* _Task statement_: Only lines containing the string "arguments" belong in the answer; copy all of them from the entries.

* _Data for the task_:
//! Typed function signatures for interception targets
//!
//! A hooked target is described by a plain `extern "C"` function pointer type,
//! e.g. `extern "C" fn(i32, *mut PlayerInfo) -> bool`. [`Function`] exposes the
//! argument list of such a type as a tuple so listeners can inspect and mutate
//! the arguments of an intercepted call, and [`Function::dispatcher`] produces
//! the entry point a primitive redirects the real call site to.
//!
//! Only the C calling convention is supported. On x86_64 this is also the
//! convention used for member functions, with the receiver as first argument.

/// Receives intercepted calls for one target signature
///
/// Implemented by the marker type of a hook target. The generated entry point
/// returned by [`Function::dispatcher`] packs the raw arguments into
/// `F::Args` and forwards them here.
pub trait Dispatch<F: Function> {
    /// Run the dispatch algorithm for one intercepted call
    fn dispatch(args: F::Args) -> F::Output;
}

/// Function pointer type usable as an interception target
///
/// # Safety
/// Implementors must be plain function pointers: `from_ptr` and `to_ptr` must
/// round-trip the code address, and `invoke` must call it with exactly the
/// arguments in `Args`.
pub unsafe trait Function: Sized + Copy + Send + Sync + 'static {
    /// The argument types as a tuple
    type Args: 'static;

    /// The return type
    type Output: 'static;

    /// Number of arguments
    const ARITY: usize;

    /// Construct a function pointer from an untyped code address
    ///
    /// # Safety
    /// `ptr` must point to code with exactly this signature.
    unsafe fn from_ptr(ptr: *const ()) -> Self;

    /// Untyped code address of this function
    fn to_ptr(&self) -> *const ();

    /// Call the function with a packed argument tuple
    ///
    /// # Safety
    /// The function must be safe to call with these arguments.
    unsafe fn invoke(self, args: Self::Args) -> Self::Output;

    /// Entry point with this signature that forwards every call to `D`
    fn dispatcher<D: Dispatch<Self>>() -> Self;
}

/// Function pointer type whose first parameter is the object receiver
///
/// Used for virtual and non-virtual member functions, where the original has
/// to be re-invoked against a receiver chosen at call time.
///
/// # Safety
/// Same contract as [`Function`].
pub unsafe trait Method: Function {
    /// Pointee type of the receiver parameter
    type Receiver: 'static;

    /// Remaining argument types as a tuple
    type Rest: 'static;

    /// Call the function with an explicit receiver and the remaining arguments
    ///
    /// # Safety
    /// `this` must be a valid receiver for this function.
    unsafe fn invoke_method(self, this: *mut Self::Receiver, rest: Self::Rest) -> Self::Output;
}

macro_rules! impl_function {
    ($($arg:ident: $ty:ident),*) => {
        impl_function!(@emit (extern "C" fn($($ty),*) -> R) $($arg: $ty),*);
        impl_function!(@emit (unsafe extern "C" fn($($ty),*) -> R) $($arg: $ty),*);
    };
    (@emit ($($fn_ty:tt)*) $($arg:ident: $ty:ident),*) => {
        unsafe impl<R: 'static, $($ty: 'static),*> Function for $($fn_ty)* {
            type Args = ($($ty,)*);
            type Output = R;
            const ARITY: usize = impl_function!(@count $($ty)*);

            #[inline]
            unsafe fn from_ptr(ptr: *const ()) -> Self {
                std::mem::transmute::<*const (), Self>(ptr)
            }

            #[inline]
            fn to_ptr(&self) -> *const () {
                *self as *const ()
            }

            #[inline]
            #[allow(clippy::unused_unit)]
            unsafe fn invoke(self, args: Self::Args) -> R {
                let ($($arg,)*) = args;
                (self)($($arg),*)
            }

            fn dispatcher<D: Dispatch<Self>>() -> Self {
                #[allow(improper_ctypes_definitions)]
                extern "C" fn landing<D, R: 'static, $($ty: 'static),*>($($arg: $ty),*) -> R
                where
                    D: Dispatch<$($fn_ty)*>,
                {
                    D::dispatch(($($arg,)*))
                }

                landing::<D, R, $($ty),*>
            }
        }
    };
    (@count) => { 0 };
    (@count $head:ident $($tail:ident)*) => { 1 + impl_function!(@count $($tail)*) };
}

macro_rules! impl_method {
    ($($arg:ident: $ty:ident),*) => {
        impl_method!(@emit (extern "C" fn(*mut T, $($ty),*) -> R) $($arg: $ty),*);
        impl_method!(@emit (unsafe extern "C" fn(*mut T, $($ty),*) -> R) $($arg: $ty),*);
    };
    (@emit ($($fn_ty:tt)*) $($arg:ident: $ty:ident),*) => {
        unsafe impl<T: 'static, R: 'static, $($ty: 'static),*> Method for $($fn_ty)* {
            type Receiver = T;
            type Rest = ($($ty,)*);

            #[inline]
            unsafe fn invoke_method(self, this: *mut T, rest: Self::Rest) -> R {
                let ($($arg,)*) = rest;
                (self)(this, $($arg),*)
            }
        }
    };
}

impl_function!();
impl_function!(a0: A0);
impl_function!(a0: A0, a1: A1);
impl_function!(a0: A0, a1: A1, a2: A2);
impl_function!(a0: A0, a1: A1, a2: A2, a3: A3);
impl_function!(a0: A0, a1: A1, a2: A2, a3: A3, a4: A4);
impl_function!(a0: A0, a1: A1, a2: A2, a3: A3, a4: A4, a5: A5);
impl_function!(a0: A0, a1: A1, a2: A2, a3: A3, a4: A4, a5: A5, a6: A6);
impl_function!(a0: A0, a1: A1, a2: A2, a3: A3, a4: A4, a5: A5, a6: A6, a7: A7);

impl_method!();
impl_method!(a1: A1);
impl_method!(a1: A1, a2: A2);
impl_method!(a1: A1, a2: A2, a3: A3);
impl_method!(a1: A1, a2: A2, a3: A3, a4: A4);
impl_method!(a1: A1, a2: A2, a3: A3, a4: A4, a5: A5);
impl_method!(a1: A1, a2: A2, a3: A3, a4: A4, a5: A5, a6: A6);
impl_method!(a1: A1, a2: A2, a3: A3, a4: A4, a5: A5, a6: A6, a7: A7);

* _Exercise response_:
//! the arguments of an intercepted call, and [`Function::dispatcher`] produces
/// returned by [`Function::dispatcher`] packs the raw arguments into
/// arguments in `Args`.
    /// Number of arguments
    /// The function must be safe to call with these arguments.
    /// Call the function with an explicit receiver and the remaining arguments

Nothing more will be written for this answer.